Indisputably, global warming is a looming threat to the environment caused by emission of harmful greenhouse gases (GHG) into the atmosphere. In an attempt to rein this threat, the United Nations Framework Convention on Climate Change has introduced Certified Emissions Reduction (‘CERs’) conventionally known as 'Carbon Trading'. In the said framework, trading is nothing but buying and selling the right to emit CO2 and other GHG components such as CH4, N2O and fluorinated gases. The GST law in India since large has been elusive with regard to intangibles and given that in the case of supply of CERs, there is no delivery of tangible goods, the applicability of GST on carbon credit trading has led to some warring viewpoint.

 
Against this backdrop, authors Sachin Kumar B P (Chief Strategic Partner, Manohar Chowdhary & Associates) and Akella A. S. Prakasa Rao (Director) infers that even if the carbon tax is an effective tool to combat climate change, it has resulted into market creation for carbon credit where developed countries entities exceeding their emission limits can buy carbon credits from those whose actual emissions are below their set limits. Accepting that exchange of carbon credits is not a charitable activity alone, and linked with execution of profitable project, the authors feel that it is here where Governments naturally proposed to tax carbon credits. Discussing the taxability under the Direct and Indirect tax in great length, the author examines whether carbon credits under Direct taxes is a revenue receipt or a capital receipt after the introduction of Section 115BBG under Income-tax Act 1961 (which was specifically introduced to mitigate the tax litigation on taxability of income from carbon credits.
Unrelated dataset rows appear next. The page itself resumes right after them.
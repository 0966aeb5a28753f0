use async_trait::async_trait;
use reqwest::{StatusCode, Url};
use serde_json::json;
use std::time::Duration;

use crate::domain::banking::errors::ExternalServiceError;
use crate::domain::banking::ports::PaymentGateway;

const HAL_JSON: &str = "application/vnd.dwolla.v1.hal+json";

/// Payments provider client speaking the Dwolla REST dialect.
///
/// Every operation is a POST against the resource's own URL, as stored when
/// the resource was created.
pub struct DwollaPaymentGateway {
  client: reqwest::Client,
  base_url: Url,
  access_token: String,
}

impl DwollaPaymentGateway {
  pub fn new(
    base_url: impl Into<String>,
    access_token: impl Into<String>,
    timeout: Duration,
  ) -> Result<Self, ExternalServiceError> {
    let base_url = base_url.into();
    let base_url = Url::parse(&base_url).map_err(|e| {
      ExternalServiceError::Configuration(format!("payments base URL {}: {}", base_url, e))
    })?;
    if base_url.host_str().is_none() {
      return Err(ExternalServiceError::Configuration(format!(
        "payments base URL {} has no host",
        base_url
      )));
    }

    let client = reqwest::Client::builder().timeout(timeout).build()?;
    Ok(Self {
      client,
      base_url,
      access_token: access_token.into(),
    })
  }

  /// True when `resource_url` lives on the configured scheme, host and port
  fn is_provider_hosted(&self, resource_url: &str) -> bool {
    let Ok(url) = Url::parse(resource_url) else {
      return false;
    };
    url.scheme() == self.base_url.scheme()
      && url.host_str().is_some()
      && url.host_str() == self.base_url.host_str()
      && url.port_or_known_default() == self.base_url.port_or_known_default()
      && url.username().is_empty()
      && url.password().is_none()
  }

  async fn post(&self, resource_url: &str, body: serde_json::Value) -> Result<(), ExternalServiceError> {
    // Never hand the token to a host we were not configured for
    if !self.is_provider_hosted(resource_url) {
      return Err(ExternalServiceError::Rejected {
        resource: resource_url.to_string(),
        reason: "resource is not hosted by the configured payments provider".to_string(),
      });
    }

    let response = self
      .client
      .post(resource_url)
      .bearer_auth(&self.access_token)
      .header(reqwest::header::ACCEPT, HAL_JSON)
      .header(reqwest::header::CONTENT_TYPE, HAL_JSON)
      .json(&body)
      .send()
      .await?;

    let status = response.status();
    if status.is_success() {
      return Ok(());
    }

    let text = response.text().await.unwrap_or_default();
    Err(classify_failure(status, resource_url, &text))
  }
}

/// Maps a non-success provider response onto the error taxonomy
pub fn classify_failure(status: StatusCode, resource: &str, body: &str) -> ExternalServiceError {
  match status {
    StatusCode::NOT_FOUND | StatusCode::GONE => ExternalServiceError::NotFound(resource.to_string()),
    s if s.is_server_error() || s == StatusCode::TOO_MANY_REQUESTS => {
      ExternalServiceError::Unavailable(format!("{} returned {}", resource, s))
    }
    s if s.is_client_error() => ExternalServiceError::Rejected {
      resource: resource.to_string(),
      reason: provider_message(body).unwrap_or_else(|| s.to_string()),
    },
    s => ExternalServiceError::InvalidResponse(format!("{} returned {}", resource, s)),
  }
}

fn provider_message(body: &str) -> Option<String> {
  let value: serde_json::Value = serde_json::from_str(body).ok()?;
  value
    .get("message")
    .and_then(|m| m.as_str())
    .map(str::to_string)
}

#[async_trait]
impl PaymentGateway for DwollaPaymentGateway {
  async fn cancel_transfer(&self, transfer_url: &str) -> Result<(), ExternalServiceError> {
    tracing::info!("Cancelling transfer {}", transfer_url);
    self.post(transfer_url, json!({ "status": "cancelled" })).await
  }

  async fn remove_funding_source(
    &self,
    funding_source_url: &str,
  ) -> Result<(), ExternalServiceError> {
    tracing::info!("Removing funding source {}", funding_source_url);
    self.post(funding_source_url, json!({ "removed": true })).await
  }

  async fn deactivate_customer(&self, customer_url: &str) -> Result<(), ExternalServiceError> {
    tracing::info!("Deactivating customer {}", customer_url);
    self.post(customer_url, json!({ "status": "deactivated" })).await
  }
}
From a GST point, the authors explore the narrow compass of whether CER is a 'good or service' and if the same qualifies as 'money' or 'securities'. Here, considering the CBIC circular and newly introduced section 194Q vide Finance Act, 2021 to Income Tax Act, 1961, the authors extensively entertain the notion that Carbon credits are similar to Priority Sector Lending Certificates (PSLC) and Renewable Energy Certificates (RECs) which according to CBIC are ‘goods’ and if the same notion could be linked, carbon credits can be brought under the umbrella of GST. Stressing on said notion, authors anticipate that taxing the supply of CERs will put extra burden on buyers resulting into less demand of CERs which would inevitably deter the companies to make extra efforts in acquiring carbon credit by cutting on their carbon emission. Therefore, in such a situation, the authors hope that carbon credits can be treated in a similar manner as the duty credit scrips issued under FTP.
 
Click here to read the article titled, “Conundrum of Taxing Carbon Credits in India”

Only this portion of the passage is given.